→ **Activity**: Look through the records and copy every line in which "order" appears.

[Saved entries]
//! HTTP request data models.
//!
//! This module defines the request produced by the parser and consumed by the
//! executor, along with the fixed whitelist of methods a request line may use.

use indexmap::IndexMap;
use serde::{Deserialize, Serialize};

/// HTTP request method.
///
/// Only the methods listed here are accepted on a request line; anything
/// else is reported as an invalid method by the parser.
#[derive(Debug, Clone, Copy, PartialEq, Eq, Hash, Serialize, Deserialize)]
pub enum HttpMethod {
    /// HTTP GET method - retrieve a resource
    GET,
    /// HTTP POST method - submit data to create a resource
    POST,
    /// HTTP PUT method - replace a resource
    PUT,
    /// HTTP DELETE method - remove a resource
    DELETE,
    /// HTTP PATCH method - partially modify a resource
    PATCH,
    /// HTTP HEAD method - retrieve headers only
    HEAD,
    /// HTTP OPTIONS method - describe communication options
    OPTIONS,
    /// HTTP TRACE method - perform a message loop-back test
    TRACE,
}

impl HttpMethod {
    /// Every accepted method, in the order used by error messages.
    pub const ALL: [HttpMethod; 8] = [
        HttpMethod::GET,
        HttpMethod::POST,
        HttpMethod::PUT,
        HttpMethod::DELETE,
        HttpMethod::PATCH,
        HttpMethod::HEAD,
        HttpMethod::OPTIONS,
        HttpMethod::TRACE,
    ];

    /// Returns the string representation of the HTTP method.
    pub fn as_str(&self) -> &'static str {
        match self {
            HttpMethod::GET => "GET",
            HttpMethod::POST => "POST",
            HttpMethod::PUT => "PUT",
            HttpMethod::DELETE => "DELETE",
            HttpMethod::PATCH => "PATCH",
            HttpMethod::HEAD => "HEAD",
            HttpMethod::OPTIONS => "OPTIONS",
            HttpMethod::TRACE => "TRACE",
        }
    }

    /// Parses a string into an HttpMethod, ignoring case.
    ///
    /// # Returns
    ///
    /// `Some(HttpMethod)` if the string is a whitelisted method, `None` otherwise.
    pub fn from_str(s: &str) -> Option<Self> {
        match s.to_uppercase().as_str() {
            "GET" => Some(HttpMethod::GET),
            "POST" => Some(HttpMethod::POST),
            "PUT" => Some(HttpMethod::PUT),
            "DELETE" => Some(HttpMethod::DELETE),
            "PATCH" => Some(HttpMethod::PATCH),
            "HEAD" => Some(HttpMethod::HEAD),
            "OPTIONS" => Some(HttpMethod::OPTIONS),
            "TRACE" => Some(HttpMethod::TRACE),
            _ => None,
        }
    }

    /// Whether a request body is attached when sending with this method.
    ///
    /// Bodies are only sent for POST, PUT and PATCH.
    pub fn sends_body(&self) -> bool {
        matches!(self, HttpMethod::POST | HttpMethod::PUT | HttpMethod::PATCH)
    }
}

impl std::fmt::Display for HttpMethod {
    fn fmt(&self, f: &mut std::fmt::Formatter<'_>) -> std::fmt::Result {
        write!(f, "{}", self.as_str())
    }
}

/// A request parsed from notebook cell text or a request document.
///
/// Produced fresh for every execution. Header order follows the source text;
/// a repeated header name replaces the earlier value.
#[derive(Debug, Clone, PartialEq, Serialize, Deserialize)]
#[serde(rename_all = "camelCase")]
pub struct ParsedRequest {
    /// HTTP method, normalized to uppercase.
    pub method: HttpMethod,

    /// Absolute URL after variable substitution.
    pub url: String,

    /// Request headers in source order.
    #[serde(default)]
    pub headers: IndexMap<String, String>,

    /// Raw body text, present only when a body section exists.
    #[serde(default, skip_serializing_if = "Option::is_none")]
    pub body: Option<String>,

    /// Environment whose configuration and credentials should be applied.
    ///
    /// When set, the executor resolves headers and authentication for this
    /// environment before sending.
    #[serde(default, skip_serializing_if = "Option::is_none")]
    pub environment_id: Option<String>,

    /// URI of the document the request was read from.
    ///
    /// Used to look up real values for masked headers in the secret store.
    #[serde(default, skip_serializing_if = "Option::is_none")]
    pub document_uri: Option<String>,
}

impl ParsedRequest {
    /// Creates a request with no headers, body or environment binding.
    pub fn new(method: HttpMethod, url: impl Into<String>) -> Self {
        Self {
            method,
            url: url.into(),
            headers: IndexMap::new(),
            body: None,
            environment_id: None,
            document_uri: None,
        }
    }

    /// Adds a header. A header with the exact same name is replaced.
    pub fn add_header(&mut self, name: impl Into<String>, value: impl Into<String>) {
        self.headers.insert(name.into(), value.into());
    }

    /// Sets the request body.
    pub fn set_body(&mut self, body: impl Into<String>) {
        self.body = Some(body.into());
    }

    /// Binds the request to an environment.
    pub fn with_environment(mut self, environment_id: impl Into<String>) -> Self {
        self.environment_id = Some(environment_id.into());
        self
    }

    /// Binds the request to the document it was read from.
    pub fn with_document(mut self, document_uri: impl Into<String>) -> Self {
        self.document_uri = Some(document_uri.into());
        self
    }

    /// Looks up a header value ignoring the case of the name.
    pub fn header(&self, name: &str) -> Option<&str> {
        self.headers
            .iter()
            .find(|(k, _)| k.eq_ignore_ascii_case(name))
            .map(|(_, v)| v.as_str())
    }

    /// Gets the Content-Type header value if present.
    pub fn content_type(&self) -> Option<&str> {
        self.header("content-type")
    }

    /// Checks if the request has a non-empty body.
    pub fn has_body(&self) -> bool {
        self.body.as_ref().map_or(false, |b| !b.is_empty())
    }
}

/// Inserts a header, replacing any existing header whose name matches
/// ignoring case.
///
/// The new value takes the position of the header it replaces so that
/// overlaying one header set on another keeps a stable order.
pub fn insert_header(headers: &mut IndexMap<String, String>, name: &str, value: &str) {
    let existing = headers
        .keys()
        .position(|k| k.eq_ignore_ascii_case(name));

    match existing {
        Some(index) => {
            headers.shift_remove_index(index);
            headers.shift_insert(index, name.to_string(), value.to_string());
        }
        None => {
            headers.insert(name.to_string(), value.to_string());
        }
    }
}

→ **Task solution**:
    /// Every accepted method, in the order used by error messages.
/// Produced fresh for every execution. Header order follows the source text;
    /// Request headers in source order.
/// overlaying one header set on another keeps a stable order.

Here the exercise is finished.